El punto más original del ensayo de Josefa Ros Velasco es la caracterización del aburrimiento como una dolencia, como una patología o, como reza el título, como una enfermedad
La enfermedad del aburrimiento de Josefa Ros Velasco. El aburrimiento es un fenómeno cotidiano que nos atormenta cuando la realidad no cumple nuestras expectativas. Lo conocemos bien. A todos nos visita alguna vez, en su forma más sencilla y pasajera o en su expresión profunda y duradera.
La gente se aburre porque ya ha hecho todo lo que podía hacer.Así que, ahora, el miedo a la muerte es lo único que les emociona. (Brian Hugh Warner (Marilyn Manson), Guitar School Magazine, 1996)
La auténtica libertad no se define por una relación entre el deseo y la satisfacción, sino por una relación entre el pensamiento y la acción; […] el dolor y el fracaso pueden afligir al hombre, pero no pueden humillarlo mientras él mismo disponga de su propia facultad para actuar. (Simone Weil, Reflexiones sobre las causas de la libertad y de la opresión social, cap. 3)
En sus Tres libros sobre la vida, escribió Marsilio Ficino (1433-1499) —médico y filósofo neoplatónico del Renacimiento— que «las tinieblas interiores llenan de tristeza y de terror al alma mucho más que las exteriores» 1) . El ser humano es el único animal que debe habérselas con una interioridad que lo acecha e interpela. Es más: es el único ser sobre la Tierra que mantiene un diálogo activo consigo mismo y que, al decir del poeta latino Lucrecio (99-55 a.
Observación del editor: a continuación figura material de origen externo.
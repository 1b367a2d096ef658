//! FFmpeg progress parsing.

use serde::{Deserialize, Serialize};

/// Progress information from FFmpeg.
#[derive(Debug, Clone, Default, Serialize, Deserialize)]
pub struct FfmpegProgress {
    /// Current frame number
    pub frame: u64,
    /// Output time in milliseconds
    pub out_time_ms: i64,
    /// Encoding speed (e.g., 1.5 = 1.5x realtime)
    pub speed: f64,
    /// Whether encoding is complete
    pub is_complete: bool,
}

impl FfmpegProgress {
    /// Calculate progress percentage given total duration in milliseconds.
    pub fn percentage(&self, total_duration_ms: i64) -> f64 {
        if self.is_complete {
            return 100.0;
        }
        if total_duration_ms <= 0 {
            return 0.0;
        }
        ((self.out_time_ms as f64 / total_duration_ms as f64) * 100.0).clamp(0.0, 100.0)
    }
}

/// Parse a progress line from FFmpeg's `-progress` output.
///
/// Returns a snapshot at the end of every progress block.
pub fn parse_progress_line(line: &str, current: &mut FfmpegProgress) -> Option<FfmpegProgress> {
    let (key, value) = line.trim().split_once('=')?;
    match key {
        "out_time_ms" | "out_time_us" => {
            // Despite the name, out_time_ms is reported in microseconds.
            if let Ok(us) = value.parse::<i64>() {
                current.out_time_ms = us / 1000;
            }
        }
        "frame" => {
            if let Ok(frame) = value.parse() {
                current.frame = frame;
            }
        }
        "speed" => {
            if let Some(speed) = value.strip_suffix('x').and_then(|s| s.trim().parse().ok()) {
                current.speed = speed;
            }
        }
        "progress" => {
            if value == "end" {
                current.is_complete = true;
            }
            return Some(current.clone());
        }
        _ => {}
    }
    None
}

#[cfg(test)]
mod tests {
    use super::*;

    #[test]
    fn test_progress_percentage() {
        let progress = FfmpegProgress {
            out_time_ms: 5000,
            ..Default::default()
        };

        assert!((progress.percentage(10000) - 50.0).abs() < 0.01);
        assert!((progress.percentage(2500) - 100.0).abs() < 0.01);
        assert_eq!(progress.percentage(0), 0.0);
    }

    #[test]
    fn test_progress_parsing() {
        let mut progress = FfmpegProgress::default();

        assert!(parse_progress_line("out_time_us=5000000", &mut progress).is_none());
        assert_eq!(progress.out_time_ms, 5000);

        parse_progress_line("speed=1.5x", &mut progress);
        assert!((progress.speed - 1.5).abs() < 0.01);

        parse_progress_line("speed=N/A", &mut progress);
        assert!((progress.speed - 1.5).abs() < 0.01);

        let snapshot = parse_progress_line("progress=continue", &mut progress).unwrap();
        assert!(!snapshot.is_complete);

        let snapshot = parse_progress_line("progress=end", &mut progress).unwrap();
        assert!(snapshot.is_complete);
        assert_eq!(snapshot.percentage(1), 100.0);
    }
}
C.), debe coexistir con las «oscuras profundidades» que lo habitan.
El pesimista Arthur Schopenhauer (1788-1860) recogió esta última enseñanza y defendió en sus lecciones sobre metafísica de las costumbres, redactadas para dar clase en su brevísima estancia en la Universidad de Berlín, que la oscuridad que vaga por nuestros adentros es apenas indescifrable, y que la realidad, tanto la exterior como —sobre todo— la interior, es un jeroglífico cuyo significado quizá no podamos alumbrar.
Sin embargo, el filósofo alemán, adelantado en tantas cosas a sus contemporáneos —y precediendo en tantos puntos al psicoanálisis de Sigmund Freud—, dio en la voluntad con la clave para diseccionar el enigma. De ser algo, somos deseo. Continuo e insidioso deseo de ser, de tener, de representar ante los demás, y en caso de anhelar una paz de corazón que ponga coto al trasiego volitivo, la única respuesta es el conocimiento. Saber qué somos es el comienzo para tolerarnos, para soportarnos a nosotros mismos y para convivir en una «sociable insociabilidad» con los demás. Pero existe una contraparte, ya apuntada en el instructivo libro del Eclesiastés (1, 17-18): «Y dediqué mi corazón a conocer la sabiduría, y también a entender las locuras y los desvaríos; conocí que incluso esto era aflicción de espíritu. Porque en la mucha sabiduría hay mucha molestia; y quien añade ciencia, añade dolor». Es la condena del Fausto de Marlowe y Goethe; la sentencia de quien sabe mucho y, aun así, todavía anhela, todavía desea, quiere, aspira, ambiciona o codicia. Porque la voluntad no se arredra ni se inclina ante el pedestal del conocimiento. Puede ser amaestrada, incluso engrilletada o subyugada momentáneamente mediante la privación o el ascetismo, pero, como dejó escrito el Maestro Eckhart cuando recomendaba el «desasimiento» de todas las cosas, «la perfección de la virtud proviene sólo de la lucha»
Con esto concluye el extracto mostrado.